The main idea of assessment in this course is communication and feedback. There are several different types of assessments or assignments in this class, but they will all allow you to check your own understanding and progress towards the learning goals, get in-depth feedback from me, and let me know where to spend more time or approach something differently.
Each one is described briefly here, grouped into categories by course goal. See @sec-grades for an explanation of how these contribute to your final grade. Our class schedule with topics is in @sec-schedule.
## Interpret and use statistical concepts
### Readings and videos (every week)
I favor a "flipped classroom," as it gives you more time to clarify and solidify statistical concepts through hands-on exercises. Each week, you will read the required chapter(s), completing a required reading guide to walk you through the central concepts for each week. You are required to submit your completed reading guides by the start of class on Monday.

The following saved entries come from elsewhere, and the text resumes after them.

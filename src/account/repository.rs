//! Account storage.
//!
//! `PgAccounts` is the production store; `MemoryAccounts` backs `memory://` DSNs
//! and tests. Both normalize the username on every call.

use super::{normalize_username, Account};
use anyhow::{Context, Result};
use async_trait::async_trait;
use sqlx::{postgres::PgPoolOptions, Connection, PgPool, Row};
use std::{collections::HashMap, time::Duration};
use tokio::sync::RwLock;
use tracing::{info_span, Instrument};

const SCHEMA_SQL: &str = include_str!(concat!(env!("CARGO_MANIFEST_DIR"), "/sql/schema.sql"));

#[derive(Debug, thiserror::Error)]
pub enum RepositoryError {
    #[error("account already exists")]
    Conflict,
    #[error("account store unavailable")]
    Unavailable(#[source] sqlx::Error),
}

impl From<sqlx::Error> for RepositoryError {
    fn from(err: sqlx::Error) -> Self {
        if is_unique_violation(&err) {
            Self::Conflict
        } else {
            Self::Unavailable(err)
        }
    }
}

#[async_trait]
pub trait AccountRepository: Send + Sync {
    /// True iff an account with the normalized username is stored.
    async fn exists(&self, username: &str) -> Result<bool, RepositoryError>;

    /// Case-insensitive lookup, at most one record.
    async fn find_by_username(&self, username: &str) -> Result<Option<Account>, RepositoryError>;

    /// Persist a new account, `RepositoryError::Conflict` if the username is taken.
    async fn create(&self, account: Account) -> Result<Account, RepositoryError>;

    /// Check the store is reachable.
    async fn ping(&self) -> Result<(), RepositoryError> {
        Ok(())
    }
}

pub(crate) fn is_unique_violation(err: &sqlx::Error) -> bool {
    match err {
        sqlx::Error::Database(db_err) => db_err.code().is_some_and(|code| code.as_ref() == "23505"),
        _ => false,
    }
}

/// PostgreSQL-backed accounts.
#[derive(Debug, Clone)]
pub struct PgAccounts {
    pool: PgPool,
}

impl PgAccounts {
    #[must_use]
    pub fn new(pool: PgPool) -> Self {
        Self { pool }
    }

    /// Connect to the database and make sure the `accounts` table exists.
    /// # Errors
    /// Returns an error if the connection or the schema setup fails
    pub async fn connect(dsn: &str) -> Result<Self> {
        let pool = PgPoolOptions::new()
            .min_connections(1)
            .max_connections(5)
            .max_lifetime(Duration::from_secs(60 * 2))
            .test_before_acquire(true)
            .connect(dsn)
            .await
            .context("Failed to connect to database")?;

        let accounts = Self::new(pool);
        accounts.ensure_schema().await?;

        Ok(accounts)
    }

    /// Apply `sql/schema.sql`; every statement is idempotent.
    /// # Errors
    /// Returns an error if a statement fails
    pub async fn ensure_schema(&self) -> Result<()> {
        for (index, statement) in split_sql_statements(SCHEMA_SQL).iter().enumerate() {
            sqlx::query(statement)
                .execute(&self.pool)
                .await
                .with_context(|| format!("failed to execute schema statement {}", index + 1))?;
        }

        Ok(())
    }
}

#[async_trait]
impl AccountRepository for PgAccounts {
    async fn exists(&self, username: &str) -> Result<bool, RepositoryError> {
        let query = "SELECT EXISTS(SELECT 1 FROM accounts WHERE username = $1) AS exists";
        let span = info_span!(
            "db.query",
            db.system = "postgresql",
            db.operation = "SELECT",
            db.statement = query
        );
        let row = sqlx::query(query)
            .bind(normalize_username(username))
            .fetch_one(&self.pool)
            .instrument(span)
            .await?;

        Ok(row.get("exists"))
    }

    async fn find_by_username(&self, username: &str) -> Result<Option<Account>, RepositoryError> {
        let query = r"
            SELECT id, username, password_hash, password_salt
            FROM accounts
            WHERE username = $1
        ";
        let span = info_span!(
            "db.query",
            db.system = "postgresql",
            db.operation = "SELECT",
            db.statement = query
        );
        let row = sqlx::query(query)
            .bind(normalize_username(username))
            .fetch_optional(&self.pool)
            .instrument(span)
            .await?;

        Ok(row.map(|row| Account {
            id: row.get("id"),
            username: row.get("username"),
            password_hash: row.get("password_hash"),
            password_salt: row.get("password_salt"),
        }))
    }

    async fn create(&self, account: Account) -> Result<Account, RepositoryError> {
        let account = Account {
            username: normalize_username(&account.username),
            ..account
        };

        let query = r"
            INSERT INTO accounts
                (id, username, password_hash, password_salt)
            VALUES ($1, $2, $3, $4)
        ";
        let span = info_span!(
            "db.query",
            db.system = "postgresql",
            db.operation = "INSERT",
            db.statement = query
        );
        sqlx::query(query)
            .bind(account.id)
            .bind(&account.username)
            .bind(&account.password_hash)
            .bind(&account.password_salt)
            .execute(&self.pool)
            .instrument(span)
            .await?;

        Ok(account)
    }

    async fn ping(&self) -> Result<(), RepositoryError> {
        let acquire_span = info_span!(
            "db.acquire",
            db.system = "postgresql",
            db.operation = "ACQUIRE"
        );
        let mut conn = self.pool.acquire().instrument(acquire_span).await?;

        let ping_span = info_span!("db.ping", db.system = "postgresql", db.operation = "PING");
        conn.ping().instrument(ping_span).await?;

        Ok(())
    }
}

/// In-process accounts, lost on restart.
#[derive(Debug, Default)]
pub struct MemoryAccounts {
    accounts: RwLock<HashMap<String, Account>>,
}

impl MemoryAccounts {
    #[must_use]
    pub fn new() -> Self {
        Self::default()
    }

    pub async fn len(&self) -> usize {
        self.accounts.read().await.len()
    }

    pub async fn is_empty(&self) -> bool {
        self.accounts.read().await.is_empty()
    }
}

#[async_trait]
impl AccountRepository for MemoryAccounts {
    async fn exists(&self, username: &str) -> Result<bool, RepositoryError> {
        Ok(self
            .accounts
            .read()
            .await
            .contains_key(&normalize_username(username)))
    }

    async fn find_by_username(&self, username: &str) -> Result<Option<Account>, RepositoryError> {
        Ok(self
            .accounts
            .read()
            .await
            .get(&normalize_username(username))
            .cloned())
    }

    async fn create(&self, account: Account) -> Result<Account, RepositoryError> {
        let account = Account {
            username: normalize_username(&account.username),
            ..account
        };

        // check and insert under one write lock
        let mut accounts = self.accounts.write().await;
        if accounts.contains_key(&account.username) {
            return Err(RepositoryError::Conflict);
        }
        accounts.insert(account.username.clone(), account.clone());

        Ok(account)
    }
}

fn split_sql_statements(sql: &str) -> Vec<String> {
    let mut statements = Vec::new();
    let mut current = String::new();

    for line in sql.lines() {
        let trimmed = line.trim();
        if trimmed.starts_with("--") {
            continue;
        }
        current.push_str(line);
        current.push('\n');

        if trimmed.ends_with(';') {
            let statement = current.trim();
            if !statement.is_empty() {
                statements.push(statement.to_string());
            }
            current.clear();
        }
    }

    let leftover = current.trim();
    if !leftover.is_empty() {
        statements.push(leftover.to_string());
    }

    statements
}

### Concept quizzes (every week)
Each week there will be a short (\~10 questions) quiz over the reading and videos from the week. These quizzes are intended to ensure that you grasped the key concepts from the week's readings. The quizzes are not timed, so you can feel free to check your answers with the textbook and / or videos if you so wish. The quizzes are **marked on completion** as complete or incomplete. You are required to complete the concept quiz by the start of class on Monday.
### Tutorials (every week)
You can think of the tutorials as an "interactive" textbook, as they interweave statistical ideas alongside examples of how to work with data in `R` and hands-on exercises writing the `R` code necessary to complete a given task. Each exercise has hints available if you get stuck!
The tutorials are work at your own pace, so you can complete them all at once or slowly throughout the week. The lab assignments will require for you to put the skills you learned in the tutorials to work, so you are required to complete each week's tutorial **before** Wednesday's lab.
The tutorials are **marked on completion** as complete or incomplete. You will submit a screenshot of the completion page at the end of the tutorial to confirm that you completed the tutorial for the week. You are required to complete the tutorial by the start of class on Thursday.
## Critically evaluate the use of Statistics
### Statistical critiques (every 4-weeks)
These assignments are case studies in which you will evaluate a data visualization or statistical analysis, determining how well-performed and presented the analysis was and making recommendations for improving or using the analysis. Critiques are due roughly 1-week after they are assigned and should take **1-2 hours**. You will **receive feedback** and a mark of **Success** or **Growing** (elaborated more on later), and you will be able to revise based on that feedback. There will be **two** total critiques.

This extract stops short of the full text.